University medical researchers have made a breakthrough in understanding the spread of lung cancer after investigating a substance secreted by cancerous lung cells which stimulates metastasis, or the spread of cancerous tumor cells to other parts of the body.
Researchers initially discovered the cell substance four years ago after finding that when naïve non-lung-cancer cells were exposed to liquid media used to grow metastatic lung cancer cells, the cells displayed metastatic properties.
Marty W. Mayo, one of the researchers on the team and a biochemistry and molecular genetics associate professor, said this led them to believe the metastatic cells were leaving behind proteins which interacted with naïve cells.
“Ultimately we maneuvered the cells in such a way that they showed metastatic properties by using cell culture methods,” Mayo said. “We realized that the cells were able to maintain the metastatic phenotype. Because the factors that we used to make the metastatic cells were already gone, we hypothesized that they must be making their own soluble protein that was stimulating the metastatic process.”
The researchers took a bioinformatics approach to find the solution, a process which needed years of research to navigate the human genome to successfully identify the factor stimulating the metastatic process.
Stefan Bekiranov, biochemistry and molecular genetics associate professor, said he worked on comparing epigenetic factors from cancer cells in the primary tumor and the metastatic phases.

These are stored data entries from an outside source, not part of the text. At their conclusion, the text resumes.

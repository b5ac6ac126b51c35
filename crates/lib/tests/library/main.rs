mod assembly_tests;
mod common;
mod synth_tests;
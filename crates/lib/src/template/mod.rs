//! Template synthesis.
//!
//! A [`Stack`](crate::construct::Stack) renders into a [`Template`]: a
//! CloudFormation-shaped document of resources and outputs keyed by logical
//! id. Synthesis is deterministic; declaring the same graph twice produces
//! byte-identical JSON.

mod synth;
mod types;
mod validate;

pub use synth::synthesize;
pub use types::{CfnOutput, CfnResource, PATH_METADATA_KEY, Template};
pub use validate::referenced_ids;

pub(crate) use synth::SynthContext;
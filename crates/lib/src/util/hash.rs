//! Hashing utilities for templates, assets and logical ids.
//!
//! This module provides:
//! - `ObjectHash`: a truncated 20-character hash identifying a synthesized object
//! - `ContentHash`: a full 64-character hash of file or directory content
//! - `hash_directory()`: deterministic hash of a build output directory
//! - `hash_bytes()`: hash of arbitrary bytes
//! - `path_suffix()`: the uppercase suffix that keeps nested logical ids unique

use std::fs;
use std::io::Read;
use std::path::Path;

use serde::{Deserialize, Serialize};
use sha2::{Digest, Sha256};
use walkdir::WalkDir;

use crate::consts::{LOGICAL_ID_HASH_LEN, OBJ_HASH_PREFIX_LEN};

pub type HashError = serde_json::Error;

/// A content-addressed hash identifying a synthesized object.
///
/// The hash is a 20-character truncated SHA-256 of the JSON-serialized value,
/// lowercase hexadecimal.
#[derive(Debug, Clone, PartialEq, Eq, PartialOrd, Ord, Hash, Serialize, Deserialize)]
pub struct ObjectHash(pub String);

impl std::fmt::Display for ObjectHash {
  fn fmt(&self, f: &mut std::fmt::Formatter<'_>) -> std::fmt::Result {
    write!(f, "{}", self.0)
  }
}

pub trait Hashable: Serialize {
  fn compute_hash(&self) -> Result<ObjectHash, HashError> {
    let serialized = serde_json::to_string(self)?;
    let full = hash_bytes(serialized.as_bytes());
    Ok(ObjectHash(full.0[..OBJ_HASH_PREFIX_LEN].to_string()))
  }
}

impl Hashable for serde_json::Value {}

/// A full 64-character SHA-256 hash of content.
#[derive(Debug, Clone, PartialEq, Eq, Hash, Serialize, Deserialize)]
pub struct ContentHash(pub String);

impl std::fmt::Display for ContentHash {
  fn fmt(&self, f: &mut std::fmt::Formatter<'_>) -> std::fmt::Result {
    write!(f, "{}", self.0)
  }
}

/// Error during directory hashing.
#[derive(Debug, thiserror::Error)]
pub enum DirHashError {
  #[error("failed to walk directory: {message}")]
  WalkDir { message: String },

  #[error("failed to read file {path}: {message}")]
  ReadFile { path: String, message: String },

  #[error("failed to read symlink {path}: {message}")]
  ReadSymlink { path: String, message: String },
}

/// Compute a deterministic hash of a directory's contents.
///
/// File contents, relative paths and symlinks contribute; metadata does not.
/// A symlink records its target and, when the target is a file, that file's
/// content. Entries whose file name appears in `exclude` are skipped together
/// with everything beneath them, so `&["target"]` ignores a cargo build
/// directory.
pub fn hash_directory(path: &Path, exclude: &[&str]) -> Result<ContentHash, DirHashError> {
  let mut entries: Vec<String> = Vec::new();

  let walker = WalkDir::new(path).sort_by_file_name().into_iter().filter_entry(|e| {
    e.file_name()
      .to_str()
      .map(|name| !exclude.contains(&name))
      .unwrap_or(true)
  });

  for entry in walker {
    let entry = entry.map_err(|e| DirHashError::WalkDir { message: e.to_string() })?;
    let entry_path = entry.path();

    let rel_path = entry_path
      .strip_prefix(path)
      .unwrap_or(entry_path)
      .to_string_lossy()
      .replace('\\', "/");

    if rel_path.is_empty() {
      continue;
    }

    let file_type = entry.file_type();
    if file_type.is_file() {
      let content_hash = hash_file(entry_path)?;
      entries.push(format!("F:{}:{}", rel_path, content_hash.0));
    } else if file_type.is_dir() {
      entries.push(format!("D:{}", rel_path));
    } else if file_type.is_symlink() {
      let target = fs::read_link(entry_path).map_err(|e| DirHashError::ReadSymlink {
        path: entry_path.display().to_string(),
        message: e.to_string(),
      })?;
      let target_hash = hash_bytes(target.to_string_lossy().as_bytes());
      // Dangling links and links to directories hash by target only.
      let content_hash = if entry_path.is_file() {
        hash_file(entry_path)?.0
      } else {
        String::new()
      };
      entries.push(format!("L:{}:{}:{}", rel_path, target_hash.0, content_hash));
    }
  }

  entries.sort();

  let mut hasher = Sha256::new();
  for entry in entries {
    hasher.update(entry.as_bytes());
    hasher.update(b"\n");
  }

  Ok(ContentHash(format!("{:x}", hasher.finalize())))
}

/// Hash a file's contents.
pub fn hash_file(path: &Path) -> Result<ContentHash, DirHashError> {
  let read_err = |e: std::io::Error| DirHashError::ReadFile {
    path: path.display().to_string(),
    message: e.to_string(),
  };

  let mut file = fs::File::open(path).map_err(read_err)?;
  let mut hasher = Sha256::new();
  let mut buffer = [0u8; 8192];

  loop {
    let bytes_read = file.read(&mut buffer).map_err(read_err)?;
    if bytes_read == 0 {
      break;
    }
    hasher.update(&buffer[..bytes_read]);
  }

  Ok(ContentHash(format!("{:x}", hasher.finalize())))
}

/// Hash arbitrary bytes.
pub fn hash_bytes(data: &[u8]) -> ContentHash {
  let mut hasher = Sha256::new();
  hasher.update(data);
  ContentHash(format!("{:x}", hasher.finalize()))
}

/// Uppercase hash suffix for a construct path.
///
/// Path components are joined with `/` before hashing so `["a", "bc"]` and
/// `["ab", "c"]` never collide.
pub fn path_suffix(components: &[&str]) -> String {
  let joined = components.join("/");
  hash_bytes(joined.as_bytes()).0[..LOGICAL_ID_HASH_LEN].to_uppercase()
}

“We mapped 18 epigenetic factors in the meta[static] cells and in the primary tumor cells, and we mapped the levels of genes in the metastatic and the primary tumor cells,” Bekiranov said. “We compared them and we were able to identify genes that were controlled very specifically by the epigenetic factors that were highly associated with the metastatic process.”
By using metastatic and epigenetic data along with a secreted protein database, the researchers were able to narrow the number of potentially causal genes from 20,000 to the one Activin A protein — the protein which appears responsible for the change.
“We showed Activin A was created from cells and we could dump it on cells and it created this metastatic process,” Mayo said. “In cancer cells it’s usually low but when we manipulated them to show the metastatic property, they make a lot of the Activin A.”
Researchers said the next step is to identify a drug which blocks the Activin A protein without blocking other helpful proteins, perhaps by an attempt to block a receptor from inside the relevant cells. Additionally, other genes which appear important to the metastatic process will also be explored as targets.